Referring to Rupert Sheldrake’s theory of morphic resonance, Chris calls this consciousness a field rather than a static property: “Consciousness really is not subject to time and space at all… it is nowhere and everywhere, you can’t grasp it… It is not separate from us, [or] between us… it is more like a field”.
So does this consciousness only occur between people? Using the lens of the four quadrants of Integral Theory reveals that more dimensions are active than obvious at first sight. It arises in the collective interior or Lower Left, but this is paired with a strong individual interior experience in the Upper Left.

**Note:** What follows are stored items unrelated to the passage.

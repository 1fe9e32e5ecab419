//! Error handling for the limecap tool
//!
//! This module provides a unified error type for all operations: capture
//! configuration validation, SoapySDR driver calls, the burst count check,
//! and record file serialization.

use std::fmt;
use std::io;

/// A specialized Result type for limecap operations
pub type Result<T> = std::result::Result<T, Error>;

/// Error type for limecap operations
#[derive(Debug)]
pub enum Error {
    /// I/O error while writing a record file
    Io(io::Error),

    /// Invalid capture configuration (channel plan, missing parameters)
    Config(String),

    /// SoapySDR driver call failed
    SoapySdr(soapysdr::Error),

    /// The blocking read returned a different element count than requested
    Capture { expected: usize, read: usize },
}

impl fmt::Display for Error {
    fn fmt(&self, f: &mut fmt::Formatter<'_>) -> fmt::Result {
        match self {
            Error::Io(err) => write!(f, "I/O error: {}", err),
            Error::Config(msg) => write!(f, "Configuration error: {}", msg),
            Error::SoapySdr(err) => write!(f, "SoapySDR error: {}", err),
            Error::Capture { expected, read } => write!(
                f,
                "Capture error: read {} of {} requested samples",
                read, expected
            ),
        }
    }
}

impl std::error::Error for Error {
    fn source(&self) -> Option<&(dyn std::error::Error + 'static)> {
        match self {
            Error::Io(err) => Some(err),
            Error::SoapySdr(err) => Some(err),
            _ => None,
        }
    }
}

// From conversions for common error types

impl From<io::Error> for Error {
    fn from(err: io::Error) -> Self {
        Error::Io(err)
    }
}

impl From<soapysdr::Error> for Error {
    fn from(err: soapysdr::Error) -> Self {
        Error::SoapySdr(err)
    }
}

impl Error {
    /// Create a configuration error with a custom message
    pub fn config<S: Into<String>>(msg: S) -> Self {
        Error::Config(msg.into())
    }
}

#[cfg(test)]
mod tests {
    use super::*;
    use std::error::Error as StdError;

    #[test]
    fn test_io_error_conversion() {
        let io_err = io::Error::new(io::ErrorKind::NotFound, "file not found");
        let err: Error = io_err.into();
        assert!(matches!(err, Error::Io(_)));
        assert!(err.to_string().contains("I/O error"));
    }

    #[test]
    fn test_config_error_constructor() {
        let err = Error::config("channel amount has to be 1 or 2");
        assert!(matches!(err, Error::Config(_)));
        assert_eq!(
            err.to_string(),
            "Configuration error: channel amount has to be 1 or 2"
        );
    }

    #[test]
    fn test_capture_error_display() {
        let err = Error::Capture {
            expected: 2_000_000,
            read: 0,
        };
        assert_eq!(
            err.to_string(),
            "Capture error: read 0 of 2000000 requested samples"
        );
    }

    #[test]
    fn test_error_source() {
        let io_err = io::Error::new(io::ErrorKind::NotFound, "file not found");
        let err = Error::Io(io_err);
        assert!(err.source().is_some());

        let err = Error::Config("bad plan".to_string());
        assert!(err.source().is_none());
    }
}
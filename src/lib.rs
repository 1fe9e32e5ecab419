#![doc = include_str!("../README.md")]

pub mod error;
pub mod record;
pub mod session;

pub use error::{Error, Result};
pub use record::IqRecord;
pub use session::{CaptureConfig, DeviceSession, RxChannel};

And, assuming that this state is related to Sheldrake’s morphic field, the interior experience would coincide with collective exterior, or Lower Right, networks of morphogenesis, which is channeled through the individual’s individual exterior, or Upper Right neurological capacity. So even if the Enlightened Intersubjective may arise in the Lower Left, it actively connects all quadrants or dimensions of our experience. But then what is cause and effect; what is the “home” of this unusual phenomenon?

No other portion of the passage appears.